• [EXERCISE INSTRUCTIONS]:
Reproduce the entries below exactly, but only from the line containing "repository 88e9d4745033bc62" to the line containing "SMA -> SELL", inclusive.

• [Source records]:
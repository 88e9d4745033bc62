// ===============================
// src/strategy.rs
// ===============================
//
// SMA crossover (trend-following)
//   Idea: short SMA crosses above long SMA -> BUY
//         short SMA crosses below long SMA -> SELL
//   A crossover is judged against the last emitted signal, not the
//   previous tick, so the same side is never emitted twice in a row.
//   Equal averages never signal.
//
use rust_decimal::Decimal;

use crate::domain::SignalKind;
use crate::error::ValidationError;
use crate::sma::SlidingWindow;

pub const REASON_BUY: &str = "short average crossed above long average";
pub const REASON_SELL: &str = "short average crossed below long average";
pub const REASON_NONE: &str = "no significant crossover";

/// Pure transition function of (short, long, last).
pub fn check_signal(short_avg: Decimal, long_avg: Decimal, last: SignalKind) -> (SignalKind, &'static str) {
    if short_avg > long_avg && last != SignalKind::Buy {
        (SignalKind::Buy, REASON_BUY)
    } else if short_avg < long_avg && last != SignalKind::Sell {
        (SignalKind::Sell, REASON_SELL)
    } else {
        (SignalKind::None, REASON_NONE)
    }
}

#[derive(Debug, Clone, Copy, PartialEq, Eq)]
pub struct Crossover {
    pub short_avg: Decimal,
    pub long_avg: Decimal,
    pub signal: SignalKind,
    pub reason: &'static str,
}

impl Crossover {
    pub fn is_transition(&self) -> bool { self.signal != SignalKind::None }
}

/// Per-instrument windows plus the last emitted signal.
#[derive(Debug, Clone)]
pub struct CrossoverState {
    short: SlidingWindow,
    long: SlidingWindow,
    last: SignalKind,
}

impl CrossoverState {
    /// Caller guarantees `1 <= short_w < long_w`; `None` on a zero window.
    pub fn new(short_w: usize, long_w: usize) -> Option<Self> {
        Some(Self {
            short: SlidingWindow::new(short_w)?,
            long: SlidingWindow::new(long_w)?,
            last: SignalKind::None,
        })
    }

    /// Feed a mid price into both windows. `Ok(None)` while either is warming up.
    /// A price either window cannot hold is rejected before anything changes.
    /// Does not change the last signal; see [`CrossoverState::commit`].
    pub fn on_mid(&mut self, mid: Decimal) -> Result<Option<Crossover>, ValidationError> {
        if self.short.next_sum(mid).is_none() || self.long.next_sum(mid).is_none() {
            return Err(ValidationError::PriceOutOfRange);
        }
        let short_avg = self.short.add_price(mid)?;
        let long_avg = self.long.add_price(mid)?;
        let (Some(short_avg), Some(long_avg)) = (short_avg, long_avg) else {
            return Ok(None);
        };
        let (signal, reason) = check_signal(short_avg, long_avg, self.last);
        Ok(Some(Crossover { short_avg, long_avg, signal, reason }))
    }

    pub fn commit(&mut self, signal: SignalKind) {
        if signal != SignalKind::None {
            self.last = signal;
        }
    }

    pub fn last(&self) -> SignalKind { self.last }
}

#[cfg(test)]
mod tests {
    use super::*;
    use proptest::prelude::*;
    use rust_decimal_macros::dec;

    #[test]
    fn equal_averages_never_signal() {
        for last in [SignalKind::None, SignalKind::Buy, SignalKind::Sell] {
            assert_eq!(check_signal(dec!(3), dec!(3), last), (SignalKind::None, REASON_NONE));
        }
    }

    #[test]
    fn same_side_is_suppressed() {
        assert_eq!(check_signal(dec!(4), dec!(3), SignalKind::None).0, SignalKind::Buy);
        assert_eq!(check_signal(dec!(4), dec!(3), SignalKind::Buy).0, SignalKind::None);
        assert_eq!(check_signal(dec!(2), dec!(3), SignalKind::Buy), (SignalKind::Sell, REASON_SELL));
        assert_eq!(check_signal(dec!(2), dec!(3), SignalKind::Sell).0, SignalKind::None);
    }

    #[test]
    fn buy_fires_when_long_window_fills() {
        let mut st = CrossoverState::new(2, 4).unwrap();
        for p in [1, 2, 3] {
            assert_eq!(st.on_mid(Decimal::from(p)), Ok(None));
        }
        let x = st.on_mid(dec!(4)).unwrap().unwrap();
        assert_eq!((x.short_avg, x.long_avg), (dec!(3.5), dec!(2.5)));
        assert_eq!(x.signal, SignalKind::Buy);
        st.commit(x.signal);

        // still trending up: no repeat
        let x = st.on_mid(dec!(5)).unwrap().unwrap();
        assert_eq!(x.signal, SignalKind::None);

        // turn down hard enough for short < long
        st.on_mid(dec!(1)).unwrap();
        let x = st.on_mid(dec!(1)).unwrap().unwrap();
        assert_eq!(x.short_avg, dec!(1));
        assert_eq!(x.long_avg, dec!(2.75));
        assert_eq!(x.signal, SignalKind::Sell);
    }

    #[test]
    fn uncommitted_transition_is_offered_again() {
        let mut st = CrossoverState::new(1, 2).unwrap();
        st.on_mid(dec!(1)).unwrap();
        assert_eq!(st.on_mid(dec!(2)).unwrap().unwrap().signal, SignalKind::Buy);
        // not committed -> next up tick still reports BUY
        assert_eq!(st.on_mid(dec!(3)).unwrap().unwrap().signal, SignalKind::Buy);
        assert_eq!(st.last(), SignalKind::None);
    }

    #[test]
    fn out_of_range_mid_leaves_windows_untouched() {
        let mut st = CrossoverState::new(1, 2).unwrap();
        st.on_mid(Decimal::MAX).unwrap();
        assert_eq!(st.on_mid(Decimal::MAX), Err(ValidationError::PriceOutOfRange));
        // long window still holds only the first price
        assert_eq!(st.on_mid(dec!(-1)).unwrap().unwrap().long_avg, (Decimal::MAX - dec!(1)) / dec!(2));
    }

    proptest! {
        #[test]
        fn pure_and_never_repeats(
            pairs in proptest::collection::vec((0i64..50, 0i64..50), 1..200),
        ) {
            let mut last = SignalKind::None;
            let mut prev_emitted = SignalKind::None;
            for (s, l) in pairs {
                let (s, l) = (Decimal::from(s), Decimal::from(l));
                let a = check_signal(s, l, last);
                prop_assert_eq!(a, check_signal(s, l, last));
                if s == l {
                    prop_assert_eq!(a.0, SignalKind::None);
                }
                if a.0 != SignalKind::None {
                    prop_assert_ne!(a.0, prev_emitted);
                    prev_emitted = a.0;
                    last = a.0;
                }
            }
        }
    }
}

* * *

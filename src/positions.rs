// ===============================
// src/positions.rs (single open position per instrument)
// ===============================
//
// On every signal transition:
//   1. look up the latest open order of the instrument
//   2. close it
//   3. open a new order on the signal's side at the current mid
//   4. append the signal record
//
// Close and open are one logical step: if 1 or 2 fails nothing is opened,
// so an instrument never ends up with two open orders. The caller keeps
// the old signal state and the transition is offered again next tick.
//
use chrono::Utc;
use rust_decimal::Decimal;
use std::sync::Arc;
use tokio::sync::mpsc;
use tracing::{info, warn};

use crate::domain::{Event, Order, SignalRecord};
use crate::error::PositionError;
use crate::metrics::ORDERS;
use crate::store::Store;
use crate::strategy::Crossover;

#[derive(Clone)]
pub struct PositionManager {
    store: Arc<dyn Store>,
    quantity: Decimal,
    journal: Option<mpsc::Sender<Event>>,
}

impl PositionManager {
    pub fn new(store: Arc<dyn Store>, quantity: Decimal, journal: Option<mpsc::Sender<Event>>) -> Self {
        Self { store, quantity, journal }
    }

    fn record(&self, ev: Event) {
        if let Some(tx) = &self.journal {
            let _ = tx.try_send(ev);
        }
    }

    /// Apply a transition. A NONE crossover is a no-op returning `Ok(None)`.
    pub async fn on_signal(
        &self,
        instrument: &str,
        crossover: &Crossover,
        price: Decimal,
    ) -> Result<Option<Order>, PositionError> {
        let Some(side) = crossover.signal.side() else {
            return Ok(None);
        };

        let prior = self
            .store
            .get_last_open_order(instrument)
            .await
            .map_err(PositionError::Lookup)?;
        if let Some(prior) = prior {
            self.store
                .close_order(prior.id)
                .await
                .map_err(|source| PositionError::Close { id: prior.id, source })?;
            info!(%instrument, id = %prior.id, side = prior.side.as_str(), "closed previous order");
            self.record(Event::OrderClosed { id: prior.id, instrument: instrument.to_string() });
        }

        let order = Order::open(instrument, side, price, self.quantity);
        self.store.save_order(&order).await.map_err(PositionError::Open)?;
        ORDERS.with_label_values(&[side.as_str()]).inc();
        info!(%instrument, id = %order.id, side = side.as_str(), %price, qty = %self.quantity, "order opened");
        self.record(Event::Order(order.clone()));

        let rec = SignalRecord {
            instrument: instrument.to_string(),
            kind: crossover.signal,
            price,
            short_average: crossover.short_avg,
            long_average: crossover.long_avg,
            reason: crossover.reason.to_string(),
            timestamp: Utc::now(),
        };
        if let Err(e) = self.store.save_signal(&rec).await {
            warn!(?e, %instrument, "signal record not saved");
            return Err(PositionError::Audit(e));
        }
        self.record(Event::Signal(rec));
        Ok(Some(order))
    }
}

• [TASK ANSWER]:
repository 88e9d4745033bc62
// ===============================
// src/strategy.rs
// ===============================
//
// SMA crossover (trend-following)
//   Idea: short SMA crosses above long SMA -> BUY
//         short SMA crosses below long SMA -> SELL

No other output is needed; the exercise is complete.